Modified Home Video Game May Improve Hand Function

Photo: Video game system for hand rehabilitation 

Engineers at Rutgers University have modified a popular home video game system to help teenagers with cerebral palsy improve hand functions. In a pilot trial the system improved the teens' abilities to perform a range of daily personal and household activities.

The modified system combined a video game console and a commercial gaming glove with custom-developed software and games to provide exercise routines aimed at improving hand speed and range of finger motion.

The Rutgers engineers, who are members of the university's Tele-Rehabilitation Institute, worked with clinicians at the Indiana University School of Medicine to deploy systems in participants' homes for up to 10 months.

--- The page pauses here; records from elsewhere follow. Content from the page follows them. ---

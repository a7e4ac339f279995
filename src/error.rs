//! Crate-level error type and `Result` alias for stable, structured error handling.
//! Distinguishes a missing source image from one that cannot be decoded, and
//! converts underlying I/O, resize, encode, and XML errors.
use std::path::PathBuf;

use thiserror::Error;

pub type Result<T> = std::result::Result<T, Error>;

#[derive(Debug, Error)]
pub enum Error {
    #[error("Source image not found: {}", path.display())]
    MissingSource { path: PathBuf },

    #[error("Failed to decode {}: {source}", path.display())]
    Decode {
        path: PathBuf,
        #[source]
        source: image::ImageError,
    },

    #[error("Failed to encode {}: {source}", path.display())]
    Encode {
        path: PathBuf,
        #[source]
        source: image::ImageError,
    },

    #[error("I/O error: {0}")]
    Io(#[from] std::io::Error),

    #[error("Resize error: {0}")]
    Resize(#[from] fast_image_resize::ResizeError),

    #[error("Image buffer error: {0}")]
    ImageBuffer(#[from] fast_image_resize::ImageBufferError),

    #[error("XML error: {0}")]
    Xml(#[from] quick_xml::Error),

    #[error("Size must be greater than 0, got: {size}")]
    ZeroSize { size: u32 },

    #[error("Processing error: {0}")]
    Processing(String),
}
use fast_image_resize::{FilterType, PixelType, ResizeAlg, ResizeOptions, Resizer, images::Image};
use image::RgbaImage;
use tracing::debug;

use crate::error::{Error, Result};

/// Placement of a scaled source inside a square canvas.
#[derive(Copy, Clone, PartialEq, Eq, Debug)]
pub struct FitGeometry {
    pub scaled_width: u32,
    pub scaled_height: u32,
    pub offset_x: u32,
    pub offset_y: u32,
}

impl FitGeometry {
    /// Uniform scale factor `min(side / width, side / height)`.
    pub fn scale(original_width: u32, original_height: u32, side: u32) -> f64 {
        (side as f64 / original_width as f64).min(side as f64 / original_height as f64)
    }

    /// True when the scaled image leaves no transparent border.
    pub fn covers(&self, side: u32) -> bool {
        self.scaled_width == side && self.scaled_height == side
    }
}

/// Compute the aspect-preserving size of `original` scaled to fit a `side`
/// square, and the offsets that center it.
///
/// The long side maps to `side` exactly; the short side is floored, never
/// below one pixel.
pub fn fit_geometry(original_width: u32, original_height: u32, side: u32) -> Result<FitGeometry> {
    if side == 0 {
        return Err(Error::ZeroSize { size: side });
    }
    if original_width == 0 || original_height == 0 {
        return Err(Error::Processing(format!(
            "source has an empty dimension: {}x{}",
            original_width, original_height
        )));
    }

    let long_side = original_width.max(original_height) as u64;
    let short_side = original_width.min(original_height) as u64;
    let new_short_side = ((short_side * side as u64) / long_side).max(1) as u32;

    let (scaled_width, scaled_height) = if original_width >= original_height {
        (side, new_short_side)
    } else {
        (new_short_side, side)
    };
    debug!(
        "Fit {}x{} into {}: scale {:.5}, scaled {}x{}",
        original_width,
        original_height,
        side,
        FitGeometry::scale(original_width, original_height, side),
        scaled_width,
        scaled_height
    );

    Ok(FitGeometry {
        scaled_width,
        scaled_height,
        offset_x: (side - scaled_width) / 2,
        offset_y: (side - scaled_height) / 2,
    })
}

/// Lanczos3 resize of an RGBA buffer.
pub fn resize_rgba(src: &RgbaImage, target_width: u32, target_height: u32) -> Result<RgbaImage> {
    let (width, height) = src.dimensions();
    if (width, height) == (target_width, target_height) {
        return Ok(src.clone());
    }

    let resize_options =
        ResizeOptions::new().resize_alg(ResizeAlg::Convolution(FilterType::Lanczos3));
    let mut resizer = Resizer::new();

    let src_image = Image::from_vec_u8(width, height, src.as_raw().to_vec(), PixelType::U8x4)?;
    let mut dst_image = Image::new(target_width, target_height, PixelType::U8x4);
    resizer.resize(&src_image, &mut dst_image, &resize_options)?;

    debug!(
        "Resized {}x{} -> {}x{}",
        width, height, target_width, target_height
    );

    RgbaImage::from_raw(target_width, target_height, dst_image.into_vec()).ok_or_else(|| {
        Error::Processing(format!(
            "resized buffer does not match {}x{}",
            target_width, target_height
        ))
    })
}

#[cfg(test)]
mod tests {
    use super::*;
    use image::Rgba;

    #[test]
    fn wide_source_fills_width() {
        let geometry = fit_geometry(1024, 512, 96).unwrap();
        assert_eq!(FitGeometry::scale(1024, 512, 96), 0.09375);
        assert_eq!(
            geometry,
            FitGeometry {
                scaled_width: 96,
                scaled_height: 48,
                offset_x: 0,
                offset_y: 24,
            }
        );
    }

    #[test]
    fn tall_source_fills_height() {
        let geometry = fit_geometry(300, 900, 72).unwrap();
        assert_eq!(geometry.scaled_width, 24);
        assert_eq!(geometry.scaled_height, 72);
        assert_eq!((geometry.offset_x, geometry.offset_y), (24, 0));
    }

    #[test]
    fn square_source_has_no_offset() {
        let geometry = fit_geometry(500, 500, 48).unwrap();
        assert!(geometry.covers(48));
        assert_eq!((geometry.offset_x, geometry.offset_y), (0, 0));
    }

    #[test]
    fn aspect_ratio_within_one_pixel() {
        for &(w, h) in &[(1024u32, 768u32), (333, 1000), (1920, 1080), (7, 3)] {
            for side in [48u32, 72, 96, 144, 192] {
                let g = fit_geometry(w, h, side).unwrap();
                let expected_h = g.scaled_width as f64 * h as f64 / w as f64;
                let expected_w = g.scaled_height as f64 * w as f64 / h as f64;
                assert!(
                    (g.scaled_height as f64 - expected_h).abs() <= 1.0
                        || (g.scaled_width as f64 - expected_w).abs() <= 1.0,
                    "{}x{} -> {:?}",
                    w,
                    h,
                    g
                );
                assert!(g.scaled_width <= side && g.scaled_height <= side);
            }
        }
    }

    #[test]
    fn extreme_aspect_keeps_one_pixel() {
        let geometry = fit_geometry(10_000, 1, 48).unwrap();
        assert_eq!(geometry.scaled_height, 1);
        assert_eq!(geometry.offset_y, 23);
    }

    #[test]
    fn zero_side_is_rejected() {
        assert!(matches!(
            fit_geometry(10, 10, 0),
            Err(Error::ZeroSize { size: 0 })
        ));
    }

    #[test]
    fn resize_produces_requested_dimensions() {
        let src = RgbaImage::from_pixel(64, 32, Rgba([200, 100, 50, 255]));
        let out = resize_rgba(&src, 16, 8).unwrap();
        assert_eq!(out.dimensions(), (16, 8));
        // A uniform image stays uniform under convolution (fixed-point rounding aside).
        let expected = [200u8, 100, 50, 255];
        assert!(out.pixels().all(|p| {
            p.0.iter()
                .zip(expected)
                .all(|(&got, want)| got.abs_diff(want) <= 1)
        }));
    }
}
//! Sorted runs and the chunk-sort pass producing them.

use std::fs;
use std::io::{prelude::*, SeekFrom};
use std::path::Path;

use crate::buffer::{self, BlockBuffer};
use crate::record::{self, RECORD_WIDTH};
use crate::sort::SortError;

/// Sorted run descriptor: a contiguous byte range of the work file holding records
/// in ascending order.
#[derive(Debug, Clone, Copy, PartialEq, Eq)]
pub struct Run {
    /// Run index, assigned in file order.
    pub index: usize,
    /// Byte offset of the first record.
    pub start: u64,
    /// Run length in bytes, always a whole number of records.
    pub length: u64,
}

impl Run {
    /// Byte offset just past the last record.
    pub fn end(&self) -> u64 {
        self.start + self.length
    }

    /// Number of records in the run.
    pub fn records(&self) -> u64 {
        self.length / RECORD_WIDTH as u64
    }
}

/// Chunk-sort pass.
///
/// Reads a file block by block, sorts each block in memory and writes it back over the same
/// byte range, so that after the pass the file is a concatenation of sorted runs.
pub struct RunBuilder {
    block_size: usize,
}

impl RunBuilder {
    /// Creates a run builder using blocks of at most `block_size` bytes.
    pub fn new(block_size: usize) -> Self {
        RunBuilder { block_size }
    }

    /// Creates a run builder that keeps the chunk-sort pass within `memory_budget` bytes.
    /// Half of the budget holds the raw block and half the records decoded from it.
    pub fn with_memory_budget(memory_budget: usize) -> Self {
        RunBuilder::new(memory_budget / 2)
    }

    /// Returns the maximum block size in bytes.
    pub fn block_size(&self) -> usize {
        self.block_size
    }

    /// Sorts `path` in place block by block and returns the resulting runs.
    ///
    /// The file length must be a whole number of records, otherwise
    /// [`SortError::MalformedInput`] is returned before anything is written.
    pub fn build(&self, path: &Path) -> Result<Vec<Run>, SortError> {
        let mut file = fs::OpenOptions::new()
            .read(true)
            .write(true)
            .open(path)
            .map_err(|err| SortError::io(path, 0, err))?;

        let file_len = file.metadata().map_err(|err| SortError::io(path, 0, err))?.len();
        if !record::is_aligned(file_len) {
            return Err(SortError::MalformedInput {
                path: path.to_path_buf(),
                length: file_len,
            });
        }

        let mut runs = Vec::new();
        if file_len == 0 {
            log::info!("{} is empty, no runs to build", path.display());
            return Ok(runs);
        }

        let block_size = (self.block_size as u64).min(file_len) as usize;
        let mut block = BlockBuffer::with_capacity(block_size);
        log::info!(
            "building runs of {} (file size: {} bytes, block size: {} bytes)",
            path.display(),
            file_len,
            block.capacity()
        );

        let mut offset = 0;
        while offset < file_len {
            let read_len = (block.capacity() as u64).min(file_len - offset) as usize;

            file.seek(SeekFrom::Start(offset))
                .map_err(|err| SortError::io(path, offset, err))?;
            let actual = buffer::read_full(&mut file, block.as_mut_bytes(read_len))
                .map_err(|err| SortError::io(path, offset, err))?;
            if actual < read_len {
                return Err(SortError::ShortRead {
                    path: path.to_path_buf(),
                    offset,
                    expected: read_len,
                    actual,
                });
            }

            let sorted_len = block.sort(read_len);

            file.seek(SeekFrom::Start(offset))
                .map_err(|err| SortError::io(path, offset, err))?;
            file.write_all(block.as_bytes(sorted_len))
                .map_err(|err| SortError::io(path, offset, err))?;

            let run = Run {
                index: runs.len(),
                start: offset,
                length: sorted_len as u64,
            };
            log::debug!("run {} built ({} records at offset {})", run.index, run.records(), run.start);

            runs.push(run);
            offset += sorted_len as u64;
        }

        file.flush().map_err(|err| SortError::io(path, offset, err))?;

        return Ok(runs);
    }
}

#[cfg(test)]
mod test {
    use std::fs;

    use rstest::*;

    use super::{Run, RunBuilder};
    use crate::sort::SortError;
    use crate::testing::{read_records, write_records};

    #[fixture]
    fn tmp_dir() -> tempfile::TempDir {
        tempfile::tempdir().unwrap()
    }

    #[rstest]
    fn test_two_runs(tmp_dir: tempfile::TempDir) {
        let path = tmp_dir.path().join("input.bin");
        write_records(&path, &[5, 3, 9, 1, 4, 2]);

        let runs = RunBuilder::new(12).build(&path).unwrap();

        assert_eq!(
            runs,
            vec![
                Run {
                    index: 0,
                    start: 0,
                    length: 12
                },
                Run {
                    index: 1,
                    start: 12,
                    length: 12
                },
            ]
        );
        assert_eq!(read_records(&path), vec![3, 5, 9, 1, 2, 4]);
    }

    #[rstest]
    #[case(4, 7)]
    #[case(7, 7)]
    #[case(8, 4)]
    #[case(12, 3)]
    #[case(28, 1)]
    #[case(1 << 20, 1)]
    fn test_runs_cover_file(tmp_dir: tempfile::TempDir, #[case] block_size: usize, #[case] expected_runs: usize) {
        let path = tmp_dir.path().join("input.bin");
        let input = vec![7, -2, 7, 0, 11, -40, 3];
        write_records(&path, &input);

        let runs = RunBuilder::new(block_size).build(&path).unwrap();
        assert_eq!(runs.len(), expected_runs);

        let mut expected_start = 0;
        for (i, run) in runs.iter().enumerate() {
            assert_eq!(run.index, i);
            assert_eq!(run.start, expected_start);
            assert_eq!(run.length % 4, 0);
            expected_start = run.end();
        }
        assert_eq!(expected_start, 28);

        let output = read_records(&path);
        for run in &runs {
            let records = &output[(run.start / 4) as usize..(run.end() / 4) as usize];
            assert!(records.windows(2).all(|pair| pair[0] <= pair[1]));
        }

        let mut actual = output.clone();
        let mut expected = input.clone();
        actual.sort();
        expected.sort();
        assert_eq!(actual, expected);
    }

    #[rstest]
    #[case(24, 12, 2)]
    #[case(16, 8, 3)]
    #[case(4, 2, 6)]
    fn test_memory_budget_split(
        tmp_dir: tempfile::TempDir,
        #[case] memory_budget: usize,
        #[case] block_size: usize,
        #[case] expected_runs: usize,
    ) {
        let path = tmp_dir.path().join("input.bin");
        write_records(&path, &[5, 3, 9, 1, 4, 2]);

        let builder = RunBuilder::with_memory_budget(memory_budget);
        assert_eq!(builder.block_size(), block_size);

        let runs = builder.build(&path).unwrap();
        assert_eq!(runs.len(), expected_runs);
        assert!(runs.iter().all(|run| run.length as usize <= block_size.max(4)));
    }

    #[rstest]
    fn test_empty_file(tmp_dir: tempfile::TempDir) {
        let path = tmp_dir.path().join("input.bin");
        write_records(&path, &[]);

        let runs = RunBuilder::new(16).build(&path).unwrap();

        assert!(runs.is_empty());
    }

    #[rstest]
    fn test_malformed_file(tmp_dir: tempfile::TempDir) {
        let path = tmp_dir.path().join("input.bin");
        fs::write(&path, [0u8, 0, 0, 2, 0, 0, 0, 1, 0xff]).unwrap();

        let result = RunBuilder::new(4).build(&path);

        assert!(matches!(result, Err(SortError::MalformedInput { length: 9, .. })));
        assert_eq!(fs::read(&path).unwrap(), vec![0u8, 0, 0, 2, 0, 0, 0, 1, 0xff]);
    }
}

"Based on early experience, the system engages the interest of teens with cerebral palsy and makes it convenient for them to perform the exercises they need to achieve results," said Grigore Burdea, professor of electrical and computer engineering and director of the Rutgers Tele-Rehabilitation Institute.

Each system communicated via the Internet to allow the Indiana and Rutgers researchers to oversee participants' exercise routines and evaluate the effectiveness of the systems. The system is an example of both virtual rehabilitation, where patients interact with computer-generated visual environments to perform exercises, and tele-rehabilitation, where patients perform exercises under remote supervision by physical or occupational therapists.

"All three teens were more than a decade out from their perinatal strokes, yet we showed that improvement was still possible ," said Meredith Golomb, associate professor of neurology at the Indiana University School of Medicine and Riley Hospital for Children pediatric neurologist in this study. "The virtual reality telerehabiltiaiton system kept them exercising by rewarding whatever movements they could make, and all three showed significant progress in hand function."

Golomb oversaw the pilot study where participants were asked to exercise their affected hand 30 minutes a day, five days a week, using games custom developed by the Rutgers engineers. The games were calibrated to the individual teen's hand functionality. An on-screen image of a hand showing normal movements guided the participants in their exercises.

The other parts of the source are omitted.